Carotenoids. Carotenoids produce a red, yellow or orange color in fruits and veggies. This phytochemical enhances collagen production, which is the protein fiber that keeps your facial skin firm and youthful looking. As we age, collagen isn’t replenished as quickly and the skin sags. Best sources: Carrots, guavas, lemons, limes, tomatoes, watermelon.
Vitamin C. This important vitamin is a potent antioxidant and works together with carotenoids to help keep collagen healthy. Best sources: Cantaloupe, kale, kiwis, oranges, papayas, strawberries, red bell peppers.
Vitamin E. Working from the inside to protect the top layers of skin against sun damage, vitamin E is important for preventing wrinkles. Best source: Almonds, avocados, sunflower seeds.
Selenium. Consumed in tandem with vitamin E, selenium improves your skin’s elasticity and texture. This mineral is abundant in some fish and grains, but for smoothies, your best bet is Brazil nuts.

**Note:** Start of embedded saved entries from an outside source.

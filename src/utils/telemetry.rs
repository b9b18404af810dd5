// Copyright (c) 2025 Kirky.X
//
// Licensed under the MIT License
// See LICENSE file in the project root for full license information.

use tracing_subscriber::{layer::SubscriberExt, util::SubscriberInitExt};

/// 默认日志过滤指令
///
/// `RUST_LOG` 未设置时使用配置中的日志级别
pub fn default_directive(level: &str) -> String {
    let level = level.trim().to_lowercase();
    let level = if level.is_empty() { "info".to_string() } else { level };
    format!("{},topicrawl={}", level, level)
}

pub fn init_telemetry(level: &str) {
    let _ = tracing_subscriber::registry()
        .with(
            tracing_subscriber::EnvFilter::try_from_default_env()
                .unwrap_or_else(|_| default_directive(level).into()),
        )
        .with(tracing_subscriber::fmt::layer())
        .try_init();
}

#[cfg(test)]
mod tests {
    use super::*;

    #[test]
    fn test_default_directive_lowercases_level() {
        assert_eq!(default_directive("INFO"), "info,topicrawl=info");
        assert_eq!(default_directive(""), "info,topicrawl=info");
    }

    #[test]
    fn test_init_telemetry_twice_is_harmless() {
        init_telemetry("debug");
        init_telemetry("debug");
    }
}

To whip up a beauty-boosting smoothie, put a cup of any combination of the fruits, juices (lemon, lime), vegetables and nuts mentioned above into a blender with a handful of ice cubes. (Or, to make your mix creamier and richer, replace the ice with chunks of a frozen banana. Bananas are a nutritional powerhouse in their own right, containing potassium, vitamin B6, fiber and pectin.)
Pour in about half a cup of lowfat milk or a substitute like almond, coconut or soy milk and blend until the mix is free of lumps. You can also use yogurt or kefir, if you prefer.
To give your smoothie more staying power so you can go from breakfast to lunch without getting hungry, consider adding a tablespoon of peanut butter or a scoop of whey protein powder. Also think about adding spices like cinnamon, ginger, nutmeg or vanilla extract to create new flavors. If your smoothie is too tart, blend in a couple teaspoons of honey.
One caveat: A few of these ingredients are high in calories, such as avocados, honey, nuts and seeds, so watch how much you’re adding. Three or four Brazil nuts or seven or eight almonds are enough to give you the nutritional benefit without busting your calorie budget.